Zhang Changwei, Zhong Yang, Tao Zhi-Guo, Qin Xinming, Shang Honghui, Lan Zhenggang, Prezhdo Oleg V, Gong Xin-Gao, Chu Weibin, Xiang Hongjun
Key Laboratory of Computational Physical Sciences (Ministry of Education), Institute of Computational Physical Sciences, State Key Laboratory of Surface Physics, and Department of Physics, Fudan University, Shanghai, 200433, China.
Key Laboratory of Precision and Intelligent Chemistry, Hefei National Research Center for Physical Sciences at the Microscale, University of Science and Technology of China, Hefei, Anhui, 230026, China.
Nat Commun. 2025 Feb 27;16(1):2033. doi: 10.1038/s41467-025-57328-1.
Non-adiabatic molecular dynamics (NAMD) simulations have become an indispensable tool for investigating excited-state dynamics in solids. In this work, we propose a general framework, NAMD (Neural-Network Non-Adiabatic Molecular Dynamics), which employs an E(3)-equivariant deep neural Hamiltonian to boost the accuracy and efficiency of NAMD simulations. Distinct from conventional machine learning methods that predict key quantities in NAMD, NAMD computes these quantities directly with a deep neural Hamiltonian, ensuring excellent accuracy, efficiency, and consistency. NAMD not only achieves impressive efficiency in performing NAMD simulations at the hybrid functional level within the framework of the classical path approximation (CPA), but also demonstrates great potential in predicting non-adiabatic coupling vectors and suggests a method to go beyond CPA. Furthermore, NAMD demonstrates excellent generalizability and enables seamless integration with advanced NAMD techniques and infrastructures. Taking several extensively investigated semiconductors as the prototypical system, we successfully simulate carrier recombination in both pristine and defective systems at large scales where conventional NAMD often significantly underestimates or even qualitatively incorrectly predicts lifetimes. This framework offers a reliable and efficient approach for conducting accurate NAMD simulations across various condensed materials.

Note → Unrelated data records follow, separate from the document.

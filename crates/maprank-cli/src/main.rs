use clap::{Parser, Subcommand};

mod rank;
mod reviews;

#[derive(Debug, Parser)]
#[command(name = "maprank-cli")]
#[command(about = "Map search-rank and review extraction")]
struct Cli {
    #[command(subcommand)]
    command: Commands,
}

#[derive(Debug, Subcommand)]
enum Commands {
    /// Check where a business ranks for one or more search keywords.
    Rank(rank::RankArgs),
    /// Harvest reviews for a business.
    Reviews(reviews::ReviewsArgs),
}

#[tokio::main]
async fn main() -> anyhow::Result<()> {
    dotenvy::dotenv().ok();
    tracing_subscriber::fmt()
        .with_env_filter(
            tracing_subscriber::EnvFilter::try_from_default_env()
                .unwrap_or_else(|_| tracing_subscriber::EnvFilter::new("info")),
        )
        .init();

    let config = maprank_core::load_app_config()?;
    let cli = Cli::parse();
    match cli.command {
        Commands::Rank(args) => rank::run_rank(&config, &args).await,
        Commands::Reviews(args) => reviews::run_reviews(&config, &args).await,
    }
}
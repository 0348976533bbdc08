//! Numeric and relative-time parsing for accessible labels and review text.
//!
//! All functions here are pure and total: malformed input yields `None`
//! (or a documented default), never an error. They operate on whatever
//! string the UI happened to render, which varies with locale and drifts
//! over time, so each parser keys on the loosest pattern that is still
//! unambiguous.

use chrono::{DateTime, Duration, Utc};
use regex::Regex;

const MINUTE_MS: i64 = 60 * 1000;
const HOUR_MS: i64 = 60 * MINUTE_MS;
const DAY_MS: i64 = 24 * HOUR_MS;
const WEEK_MS: i64 = 7 * DAY_MS;
/// Months and years are approximated the way the UI's own relative
/// formatter rounds them: 30 and 365 days.
const MONTH_MS: i64 = 30 * DAY_MS;
const YEAR_MS: i64 = 365 * DAY_MS;

/// Localized relative-time patterns, probed in order. Each captures an
/// optional count; `a`/`an`/missing count means 1.
const RELATIVE_TIME_PATTERNS: [(&str, i64); 12] = [
    (r"(\d+)\s*分前", MINUTE_MS),
    (r"(\d+)\s*時間前", HOUR_MS),
    (r"(\d+)\s*日前", DAY_MS),
    (r"(\d+)\s*週間前", WEEK_MS),
    (r"(\d+)\s*[かヶヵカ]月前", MONTH_MS),
    (r"(\d+)\s*年前", YEAR_MS),
    (r"(\d+|a|an)\s+minutes?\s+ago", MINUTE_MS),
    (r"(\d+|an)\s+hours?\s+ago", HOUR_MS),
    (r"(\d+|a)\s+days?\s+ago", DAY_MS),
    (r"(\d+|a)\s+weeks?\s+ago", WEEK_MS),
    (r"(\d+|a)\s+months?\s+ago", MONTH_MS),
    (r"(\d+|a)\s+years?\s+ago", YEAR_MS),
];

/// Converts a human-readable elapsed-time string ("3日前", "2 weeks ago")
/// into an absolute timestamp relative to `now`.
///
/// Returns `None` for text that matches no known pattern — a normal outcome
/// for drifting localized strings, not an error.
#[must_use]
pub fn parse_relative_time(text: &str, now: DateTime<Utc>) -> Option<DateTime<Utc>> {
    let lowered = text.trim().to_lowercase();
    for (pattern, unit_ms) in RELATIVE_TIME_PATTERNS {
        let re = Regex::new(pattern).expect("valid regex");
        if let Some(caps) = re.captures(&lowered) {
            let raw = caps.get(1).map_or("1", |m| m.as_str());
            let count: i64 = match raw {
                "a" | "an" => 1,
                digits => digits.parse().ok()?,
            };
            return Some(now - Duration::milliseconds(count * unit_ms));
        }
    }
    None
}

/// First numeric token of an accessible rating label: `"4.3 つ星"` → `4.3`,
/// `"Rated 4.5 out of 5"` → `4.5`.
#[must_use]
pub fn parse_rating_label(label: &str) -> Option<f64> {
    let re = Regex::new(r"(\d+(?:\.\d+)?)").expect("valid regex");
    re.captures(label)?.get(1)?.as_str().parse().ok()
}

/// First count pattern of a review-count rendering, comma-stripped:
/// `"(1,234)"` → `1234`, `"1,234 件のクチコミ"` → `1234`, `"56 reviews"` → `56`.
#[must_use]
pub fn parse_review_count(text: &str) -> Option<u32> {
    let patterns = [
        r"\(([\d,]+)\)",
        r"([\d,]+)\s*件",
        r"([\d,]+)\s*(?:reviews?|Reviews?|クチコミ|レビュー)",
    ];
    for pattern in patterns {
        let re = Regex::new(pattern).expect("valid regex");
        if let Some(caps) = re.captures(text) {
            let digits = caps.get(1)?.as_str().replace(',', "");
            if let Ok(count) = digits.parse() {
                return Some(count);
            }
        }
    }
    None
}

/// Star rating digit from a per-review accessible label: `"星 5 つ"`,
/// `"5 stars"` and `"5 つ星"` all yield `5`. Only 1–5 are accepted.
#[must_use]
pub fn parse_star_rating(label: &str) -> Option<u8> {
    let digit = label.chars().find_map(|c| c.to_digit(10))?;
    u8::try_from(digit).ok().filter(|d| (1..=5).contains(d))
}

/// Deterministic review identifier: a 32-bit rolling polynomial hash
/// (`h = h*31 + code_unit`, wrapping) over the UTF-16 code units of
/// `author + relative_time + rating`, emitted as lowercase hex of the
/// absolute value.
///
/// Review text is deliberately excluded, so two reviews sharing author,
/// relative time and rating collide — documented behavior, not a defect.
#[must_use]
pub fn generate_review_id(author: &str, relative_time: &str, rating: u8) -> String {
    let seed = format!("{author}{relative_time}{rating}");
    let mut hash: i32 = 0;
    for unit in seed.encode_utf16() {
        hash = hash.wrapping_mul(31).wrapping_add(i32::from(unit));
    }
    format!("{:x}", hash.unsigned_abs())
}

#[cfg(test)]
#[path = "parse_test.rs"]
mod parse_test;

非绝热分子动力学(NAMD)模拟已成为研究固体中激发态动力学不可或缺的工具。在这项工作中,我们提出了一个通用框架,即NAMD(神经网络非绝热分子动力学),它采用E(3)等变深度神经哈密顿量来提高NAMD模拟的准确性和效率。与预测NAMD中关键量的传统机器学习方法不同,NAMD通过深度神经哈密顿量直接计算这些量,确保了出色的准确性、效率和一致性。NAMD不仅在经典路径近似(CPA)框架内的混合泛函水平上执行NAMD模拟时实现了令人印象深刻的效率,还在预测非绝热耦合矢量方面展现出巨大潜力,并提出了一种超越CPA的方法。此外,NAMD具有出色的通用性,能够与先进的NAMD技术和基础设施无缝集成。以几种经过广泛研究的半导体作为典型系统,我们成功地在大尺度上模拟了原始和缺陷系统中的载流子复合,而传统的NAMD通常会显著低估甚至定性地错误预测寿命。该框架为在各种凝聚态材料中进行准确的NAMD模拟提供了一种可靠且高效的方法。